# Pramen-py
Cli application for defining the data transformations for Pramen.
See:
```bash
pramen-py --help
```
for more information.
## Installation
### App settings
Application configuration solved by the environment variables
(see .env.example)
### Add pramen-py as a dependency to your project
In case of poetry:
```bash
# ensure we have valid poetry environment
ls pyproject.toml || poetry init
poetry add pramen-py
```
In case of pip:
```bash
pip install pramen-py
```
## Usage
## Application configuration
In order to configure the pramen-py options you need to set
corresponding environment variables. To see the list of available options run:
```bash
pramen-py list-configuration-options
```
### Developing transformations
pramen-py uses python's
[namespace packages](https://packaging.python.org/en/latest/guides/packaging-namespace-packages/#native-namespace-packages)
for discovery of the transformations.
This mean, that in order to build a new transformer, it should be located
inside a python package with the `transformations` directory inside.
This directory should be declared as a package:
- for poetry
```toml
[tool.poetry]
# ...
packages = [
{ include = "transformations" },
]
```
- for setup.py
```python
from setuptools import setup, find_namespace_packages
setup(
name='mynamespace-subpackage-a',
# ...
packages=find_namespace_packages(include=['transformations.*'])
)
```
Example files structure:
```
❯ tree .
.
├── README.md
├── poetry.lock
├── pyproject.toml
├── tests
│ └── test_identity_transformer.py
└── transformations
└── identity_transformer
├── __init__.py
└── example_config.yaml
```
In order to make transformer picked up by the pramen-py the following
conditions should be satisfied:
- python package containing the transformers should be installed to the
same python environment as pramen-py
- python package should have defined namespace package `transformations`
- transformers should extend `pramen_py.Transformation` base class
Subclasses created by extending Transformation base class are registered as
a cli command (pramen-py transformations run TransformationSubclassName)
with default options. Check:
```bash
pramen-py transformations run ExampleTransformation1 --help
```
for more details.
You can add your own cli options to your transformations. See example at
[ExampleTransformation2](transformations/example_trasformation_two/some_transformation.py)

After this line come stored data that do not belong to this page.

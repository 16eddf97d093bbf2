use serde::Deserialize;
use utoipa::ToSchema;
use validator::Validate;

#[derive(Debug, Default, Deserialize, ToSchema, Validate)]
pub struct CreateShareRequest {
    /// Where the link will be posted, e.g. "twitter" or "email"
    #[validate(length(min = 1, max = 32))]
    pub channel: Option<String>,
}
//! Prerequisite graph
//!
//! An edge `(course, prerequisite)` means `course` requires `prerequisite`.

use std::collections::{HashMap, HashSet, VecDeque};

use crate::shared::errors::{DomainError, DomainResult};

/// Would adding `course -> prerequisite` close a cycle?
///
/// True when `course` is already reachable from `prerequisite` by following
/// existing requirement edges.
pub fn would_create_cycle(edges: &[(String, String)], course: &str, prerequisite: &str) -> bool {
    if course == prerequisite {
        return true;
    }

    let mut requires: HashMap<&str, Vec<&str>> = HashMap::new();
    for (c, p) in edges {
        requires.entry(c.as_str()).or_default().push(p.as_str());
    }

    let mut seen: HashSet<&str> = HashSet::new();
    let mut queue: VecDeque<&str> = VecDeque::new();
    queue.push_back(prerequisite);

    while let Some(node) = queue.pop_front() {
        if node == course {
            return true;
        }
        if !seen.insert(node) {
            continue;
        }
        if let Some(next) = requires.get(node) {
            queue.extend(next.iter().copied());
        }
    }
    false
}

pub fn validate_new_edge(
    edges: &[(String, String)],
    course: &str,
    prerequisite: &str,
) -> DomainResult<()> {
    if course == prerequisite {
        return Err(DomainError::validation("A course cannot require itself"));
    }
    if edges.iter().any(|(c, p)| c == course && p == prerequisite) {
        return Err(DomainError::Conflict("Prerequisite already exists".to_string()));
    }
    if would_create_cycle(edges, course, prerequisite) {
        return Err(DomainError::validation(
            "Adding this prerequisite would create a circular dependency",
        ));
    }
    Ok(())
}

/// Prerequisites of `course` not contained in `completed`.
pub fn missing_prerequisites(
    required: &[String],
    completed: &HashSet<String>,
) -> Vec<String> {
    required
        .iter()
        .filter(|p| !completed.contains(*p))
        .cloned()
        .collect()
}

#[cfg(test)]
mod tests {
    use super::*;

    fn e(c: &str, p: &str) -> (String, String) {
        (c.to_string(), p.to_string())
    }

    #[test]
    fn direct_cycle_is_detected() {
        let edges = vec![e("b", "a")];
        assert!(would_create_cycle(&edges, "a", "b"));
    }

    #[test]
    fn transitive_cycle_is_detected() {
        // c requires b, b requires a; a requiring c closes the loop
        let edges = vec![e("c", "b"), e("b", "a")];
        assert!(would_create_cycle(&edges, "a", "c"));
        assert!(!would_create_cycle(&edges, "d", "c"));
    }

    #[test]
    fn diamond_is_not_a_cycle() {
        let edges = vec![e("d", "b"), e("d", "c"), e("b", "a"), e("c", "a")];
        assert!(!would_create_cycle(&edges, "e", "d"));
        assert!(validate_new_edge(&edges, "c", "b").is_ok());
    }

    #[test]
    fn self_and_duplicate_edges_rejected() {
        let edges = vec![e("b", "a")];
        assert!(validate_new_edge(&edges, "a", "a").is_err());
        assert!(matches!(
            validate_new_edge(&edges, "b", "a"),
            Err(DomainError::Conflict(_))
        ));
    }

    #[test]
    fn missing_list() {
        let done: HashSet<String> = ["a".to_string()].into_iter().collect();
        let missing = missing_prerequisites(&["a".into(), "b".into()], &done);
        assert_eq!(missing, vec!["b".to_string()]);
    }
}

### pramen-py pytest plugin
pramen-py also provides pytest plugin with helpful
fixtures to test created transformers.
List of available fixtures:
```bash
#install pramen-py into the environment and activate it
pytest --fixtures
# check under --- fixtures defined from pramen_py.test_utils.fixtures ---
```
pramen-py pytest plugin also loads environment variables from .env
file if it is presented in the root of the repo.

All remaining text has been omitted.